My sentiment is shared among my officemates, most of which rely on booking a car when they are in a late-night situation, in between work meetings and shoots, among other incidentals in the professional life. Sure, it’s a privilege to afford this in a country where you can get a 10-kilometer ride for around P20. But I hate how we seem to forget that transportation is a necessity.
Furthermore, it’s a necessity that should be provided or overseen by the government. It’s why we have the Land Transportation Office, the Department of Public Works and Highways, and the Department of Transportation, among many branches in the government that oversee how we get from one point to another.
The necessity isn’t met well obviously. Take one look at how the Buendia platform of the PNR is too short for the train that people have to jump into a crowded train like ’80s action stars. Think of how the line of the MRT North Avenue snakes almost all the way to the next station. It’s not a joke at times when people say a flight out to Hong Kong is faster than going around Metro Manila. We didn’t place fifth in the rankings of worst traffic in the world for nothing.

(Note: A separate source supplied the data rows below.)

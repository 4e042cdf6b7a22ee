use chrono::{DateTime, Days, Local, TimeZone, Utc};
use serde::Deserialize;

/// Wall-clock rule for when a job fires.
#[derive(Debug, Clone, Copy, PartialEq, Eq)]
pub enum Trigger {
    Daily { hour: u32, minute: u32 },
    /// Fires at `minute` of every hour divisible by `every`.
    EveryHours { every: u32, minute: u32 },
}

impl Trigger {
    fn minute(&self) -> u32 {
        match self {
            Trigger::Daily { minute, .. } | Trigger::EveryHours { minute, .. } => *minute,
        }
    }

    fn hours(&self) -> Vec<u32> {
        match self {
            Trigger::Daily { hour, .. } => vec![*hour],
            Trigger::EveryHours { every, .. } => {
                let every = (*every).max(1);
                (0..24).filter(|h| h % every == 0).collect()
            }
        }
    }

    /// First firing strictly after `after`, in `after`'s zone. Local times that
    /// do not exist (DST gaps) are skipped; ambiguous ones use the earlier instant.
    pub fn next_after<Tz: TimeZone>(&self, after: &DateTime<Tz>) -> Option<DateTime<Tz>> {
        let zone = after.timezone();
        let start = after.date_naive();
        let hours = self.hours();

        for day in 0..=2 {
            let date = start.checked_add_days(Days::new(day))?;
            for hour in &hours {
                let Some(naive) = date.and_hms_opt(*hour, self.minute(), 0) else {
                    continue;
                };
                let Some(candidate) = zone.from_local_datetime(&naive).earliest() else {
                    continue;
                };
                if candidate > *after {
                    return Some(candidate);
                }
            }
        }

        None
    }
}

/// Zone the triggers' wall-clock times are read in.
#[derive(Debug, Clone, Copy, PartialEq, Eq, Default, Deserialize)]
#[serde(rename_all = "lowercase")]
pub enum ScheduleZone {
    #[default]
    Local,
    Utc,
}

impl ScheduleZone {
    pub fn next_fire(self, trigger: &Trigger, now: DateTime<Utc>) -> Option<DateTime<Utc>> {
        match self {
            ScheduleZone::Local => trigger
                .next_after(&now.with_timezone(&Local))
                .map(|next| next.with_timezone(&Utc)),
            ScheduleZone::Utc => trigger.next_after(&now),
        }
    }
}
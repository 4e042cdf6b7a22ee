use crate::api::overfast_api::Endpoint;
use crate::database::hero_stats_db::StatDimensions;
use crate::database::types::{Division, GameMode, Region};

/// One stats unit: a single `/heroes/stats` query and the rows it overwrites.
#[derive(Debug, Clone, PartialEq, Eq, Hash)]
pub struct StatTask {
    pub platform: String,
    pub gamemode: GameMode,
    pub region: Region,
    pub division: Option<Division>,
}

impl StatTask {
    pub fn division_label(&self) -> &'static str {
        self.division.map_or(Division::ALL_LABEL, Division::as_str)
    }

    pub fn label(&self) -> String {
        format!(
            "{}/{}/{}",
            self.region.as_str(),
            self.gamemode.as_str(),
            self.division_label()
        )
    }

    pub fn endpoint(&self) -> Endpoint {
        Endpoint::HeroStats {
            platform: self.platform.clone(),
            gamemode: self.gamemode,
            region: self.region,
            division: self.division,
        }
    }

    pub fn dimensions(&self) -> StatDimensions {
        StatDimensions {
            platform: self.platform.clone(),
            gamemode: self.gamemode.as_str().to_string(),
            region: self.region.as_str().to_string(),
            competitive_division: self.division_label().to_string(),
        }
    }
}

/// Every region gets competitive across all divisions, then each division in
/// rank order, then quickplay: 3 x 9 = 27 tasks.
pub fn build_stat_tasks(platform: &str) -> Vec<StatTask> {
    let mut tasks = Vec::with_capacity(Region::ALL.len() * (Division::ALL.len() + 2));

    for region in Region::ALL {
        let task = |gamemode, division| StatTask {
            platform: platform.to_string(),
            gamemode,
            region,
            division,
        };

        tasks.push(task(GameMode::Competitive, None));
        for division in Division::ALL {
            tasks.push(task(GameMode::Competitive, Some(division)));
        }
        tasks.push(task(GameMode::Quickplay, None));
    }

    tasks
}
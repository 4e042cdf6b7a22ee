use chrono::Utc;
use sqlx::SqliteConnection;
use tracing::{info, warn};

use crate::api::fetcher::BackoffFetcher;
use crate::api::overfast_api::{ApiHeroDetail, ApiHeroSummary, Endpoint};
use crate::database::{hero_abilities_db, heroes_db};
use crate::sync::run_report::{self, JobKind, RunPhase, RunReport, RunTracker};
use crate::sync::{SyncContext, SyncError};
use crate::Error;

/// Refreshes every hero on the roster together with its abilities.
#[tracing::instrument(level = "info", skip_all, fields(task = JobKind::SyncHeroes.task_name()))]
pub async fn sync_heroes(ctx: &SyncContext) -> RunReport {
    let mut tracker = RunTracker::start(JobKind::SyncHeroes);
    let fetcher = ctx.fetcher();

    tracker.enter(RunPhase::FetchingRoster);
    let roster_endpoint = Endpoint::Heroes {
        locale: ctx.settings.locale.clone(),
    };
    let roster = fetcher
        .fetch::<Vec<ApiHeroSummary>>(&roster_endpoint)
        .await
        .map(trim_keys);
    let report = match roster {
        Ok(roster) if roster.is_empty() => {
            warn!("Upstream returned an empty hero roster");
            tracker.roster_failed("upstream returned an empty hero list")
        }
        Ok(roster) => {
            info!(heroes = roster.len(), "Fetched hero roster");
            match sync_roster(ctx, &fetcher, &roster, &mut tracker).await {
                Ok(()) => tracker.aggregate(),
                Err(e) => {
                    warn!(error = %e, "Hero sync aborted");
                    tracker.aborted(&e.to_string())
                }
            }
        }
        Err(e) => {
            warn!(error = %e, "Hero roster fetch failed");
            tracker.roster_failed(&e.to_string())
        }
    };

    run_report::log_run(&ctx.pool, &report).await;
    report
}

/// Keys are trimmed once here so the detail request, the stored row and the
/// failed-unit label all use the same key.
fn trim_keys(roster: Vec<ApiHeroSummary>) -> Vec<ApiHeroSummary> {
    roster
        .into_iter()
        .map(|mut hero| {
            if hero.key.trim().len() != hero.key.len() {
                hero.key = hero.key.trim().to_string();
            }
            hero
        })
        .collect()
}

/// Only errors outside a single hero are returned; per-hero failures are
/// recorded on the tracker.
async fn sync_roster(
    ctx: &SyncContext,
    fetcher: &BackoffFetcher<'_>,
    roster: &[ApiHeroSummary],
    tracker: &mut RunTracker,
) -> Result<(), Error> {
    for (index, summary) in roster.iter().enumerate() {
        tracker.enter(RunPhase::FetchingUnit(index));

        let outcome = match fetch_detail(ctx, fetcher, summary).await {
            Ok(detail) => {
                let mut conn = ctx.pool.acquire().await?;
                persist_hero(&mut conn, summary, &detail).await
            }
            Err(e) => Err(e),
        };

        match outcome {
            Ok(saved) => tracker.unit_succeeded(index, saved),
            Err(e) => {
                warn!(
                    hero_key = %summary.key,
                    error = %e,
                    "Hero sync failed, continuing with next hero"
                );
                tracker.unit_failed(index, summary.key.clone());
            }
        }

        ctx.sleeper.sleep(ctx.settings.politeness_delay).await;
    }

    Ok(())
}

async fn fetch_detail(
    ctx: &SyncContext,
    fetcher: &BackoffFetcher<'_>,
    summary: &ApiHeroSummary,
) -> Result<ApiHeroDetail, SyncError> {
    let endpoint = Endpoint::HeroDetail {
        hero_key: summary.key.clone(),
        locale: ctx.settings.locale.clone(),
    };
    let detail: ApiHeroDetail = fetcher.fetch(&endpoint).await?;

    if detail.is_empty() {
        return Err(SyncError::EmptyPayload {
            what: endpoint.to_string(),
        });
    }
    Ok(detail)
}

/// Returns the number of rows written: the hero plus its abilities.
async fn persist_hero(
    conn: &mut SqliteConnection,
    summary: &ApiHeroSummary,
    detail: &ApiHeroDetail,
) -> Result<usize, SyncError> {
    let hero = heroes_db::map_to_hero(summary, detail, Utc::now())?;
    heroes_db::upsert_hero(&mut *conn, &hero).await?;

    let abilities = hero_abilities_db::map_to_abilities(&hero.key, detail);
    let written = hero_abilities_db::upsert_abilities(&mut *conn, &hero.key, &abilities).await?;

    Ok(1 + written)
}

The solution that the government is seeking, on the guise of doing its job of regulating transportation companies, is hitting the outlier. They’ve blamed these companies for the traffic and have always tried to find ways to undermine how this private sector fulfilled a public need. Traffic is never a problem caused by just one factor, mind you, a concept we need to accept if we want solutions fast. If our trains worked well and if it didn’t take three hours to get to my job via the usual routes, wasting time and energy, I’d happily give up booking a ride via my phone.
The existing means of transportation are improved too slowly to see progress. All I have seen is a better ticketing system at the LRT and MRT. Convenient, but not exactly the urgent change we seek. Before Uber and Grab, I remember hearing how criminals would terrorize cab passengers, if not the ones driving the vehicles themselves. The only time I heard less about those incidences is due to the ride-sharing companies. What did the government actually do? And was it strong enough to back up the local taxi industry?
I hope the P5 million fine they imposed on Grab and Uber goes into more trains or making our roads better. Every time they propose to suspend these services, I think of the time I was victimized by a taxi scam in which the police didn’t even seem to take my report seriously because the criminals only took my money and not my life. That’s why it feels unnerving if I need to go back to the old way. It feels upsetting how EDSA is lined with people hoping for a bus ride home. For all of us, I can’t help but feel that we’re being robbed and blamed for it simply because we try to make it work even when the government fails us.